*** Opening of Dataset ***
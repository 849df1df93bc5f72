// SPDX-License-Identifier: MIT

//! COLLECT_RESULT executor (spec.md §4.5): the only executor that never
//! fronts an orchestrator job. It reads the `ExecutionRecord` its parent
//! RUN_ALGORITHM produced and, for the detector role, fans out the
//! benchmark-declared follow-up algorithms — or short-circuits the trace
//! straight to COMPLETED if the detector found nothing to chase (spec.md §8
//! "detector-no-anomaly short circuit").

use async_trait::async_trait;
use rcab_core::task::payload;
use rcab_core::{Clock, Event, ExecutionRecord, ExecutionState, Task, TaskConfig};

use super::fields::{self, PendingAlgorithm};
use crate::context::TaskContext;
use crate::error::ExecutorError;
use crate::executor::{ExecOutcome, Executor};

pub struct CollectResultExecutor;

const ANOMALIES_LABEL: &str = "anomalies_count";

#[async_trait]
impl<A: rcab_adapters::JobAdapter, C: Clock> Executor<A, C> for CollectResultExecutor {
    async fn execute(
        &self,
        ctx: &TaskContext<A, C>,
        task: &Task,
    ) -> Result<ExecOutcome, ExecutorError> {
        let role = payload::optional_string(&task.payload, fields::ROLE)
            .unwrap_or_else(|| fields::ROLE_USER.to_string());
        let parent_id = task.parent_task_id.ok_or_else(|| {
            ExecutorError::Validation("COLLECT_RESULT requires parent_task_id".into())
        })?;

        let record = ctx.records.find_execution_by_task(parent_id).ok_or_else(|| {
            ExecutorError::Permanent(format!("no execution record produced by task {parent_id}"))
        })?;

        if role == fields::ROLE_DETECTOR {
            self.collect_detector(ctx, task, record)
        } else {
            self.collect_user(ctx, task, record)
        }
    }
}

impl CollectResultExecutor {
    fn collect_user<A: rcab_adapters::JobAdapter, C: Clock>(
        &self,
        ctx: &TaskContext<A, C>,
        task: &Task,
        record: ExecutionRecord,
    ) -> Result<ExecOutcome, ExecutorError> {
        let event = if record.state == ExecutionState::Success {
            Event::AlgoResultCollection { task_id: task.id, execution_id: record.id }
        } else {
            Event::AlgoNoResultData { task_id: task.id, execution_id: record.id }
        };
        ctx.bus.append(task.trace_id, event, None);
        Ok(ExecOutcome::Completed)
    }

    fn collect_detector<A: rcab_adapters::JobAdapter, C: Clock>(
        &self,
        ctx: &TaskContext<A, C>,
        task: &Task,
        record: ExecutionRecord,
    ) -> Result<ExecOutcome, ExecutorError> {
        if record.state != ExecutionState::Success {
            ctx.bus.append(
                task.trace_id,
                Event::DatapackNoDetectorData { task_id: task.id },
                None,
            );
            return self.complete_with_short_circuit(ctx, task);
        }

        let anomalies: u32 =
            record.labels.get(ANOMALIES_LABEL).and_then(|v| v.parse().ok()).unwrap_or(0);

        if anomalies == 0 {
            ctx.bus.append(task.trace_id, Event::DatapackNoAnomaly { task_id: task.id }, None);
            return self.complete_with_short_circuit(ctx, task);
        }

        ctx.bus.append(
            task.trace_id,
            Event::DatapackResultCollection { task_id: task.id, anomalies },
            None,
        );

        let pending = fields::pending_algorithms_from_payload(&task.payload);
        let now = ctx.clock.epoch_ms();
        for algorithm in pending {
            self.submit_run_algorithm(ctx, task, &record, &algorithm, now)?;
        }

        Ok(ExecOutcome::Completed)
    }

    fn submit_run_algorithm<A: rcab_adapters::JobAdapter, C: Clock>(
        &self,
        ctx: &TaskContext<A, C>,
        task: &Task,
        record: &ExecutionRecord,
        algorithm: &PendingAlgorithm,
        now: u64,
    ) -> Result<(), ExecutorError> {
        let mut payload = rcab_core::task::Payload::new();
        payload.insert(fields::NAMESPACE.into(), task.payload.get(fields::NAMESPACE).cloned().unwrap_or_default());
        payload.insert(fields::ALGORITHM_IMAGE.into(), algorithm.algorithm_image.clone().into());
        payload.insert(
            fields::ALGORITHM_VERSION_ID.into(),
            algorithm.algorithm_version_id.clone().into(),
        );
        payload.insert(fields::DATAPACK_ID.into(), record.datapack_id.clone().into());
        payload.insert(fields::ROLE.into(), fields::ROLE_USER.into());

        let config = TaskConfig {
            task_type: rcab_core::TaskType::RunAlgorithm,
            immediate: true,
            execute_time_epoch_ms: None,
            cron_expr: None,
            retry_policy: task.retry_policy,
            payload,
            trace_id: task.trace_id,
            group_id: task.group_id,
            parent_task_id: task.parent_task_id,
            project_id: task.project_id.clone(),
            user_id: task.user_id.clone(),
            trace_carrier: task.trace_carrier.clone(),
            group_carrier: task.group_carrier.clone(),
        };
        ctx.scheduler.submit(config, now).map_err(|err| ExecutorError::Infra(err.to_string()))?;
        Ok(())
    }

    fn complete_with_short_circuit<A: rcab_adapters::JobAdapter, C: Clock>(
        &self,
        ctx: &TaskContext<A, C>,
        task: &Task,
    ) -> Result<ExecOutcome, ExecutorError> {
        let now = ctx.clock.epoch_ms();
        ctx.store
            .short_circuit_trace_complete(task.trace_id, now)
            .map_err(|err| ExecutorError::Infra(err.to_string()))?;
        Ok(ExecOutcome::Completed)
    }
}

#[cfg(test)]
#[path = "collect_result_tests.rs"]
mod tests;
*** Close of Dataset ***
Task directions: Look through the records and count each line that holds "ExecutionRecord". Write only the total.

Exercise solution: 5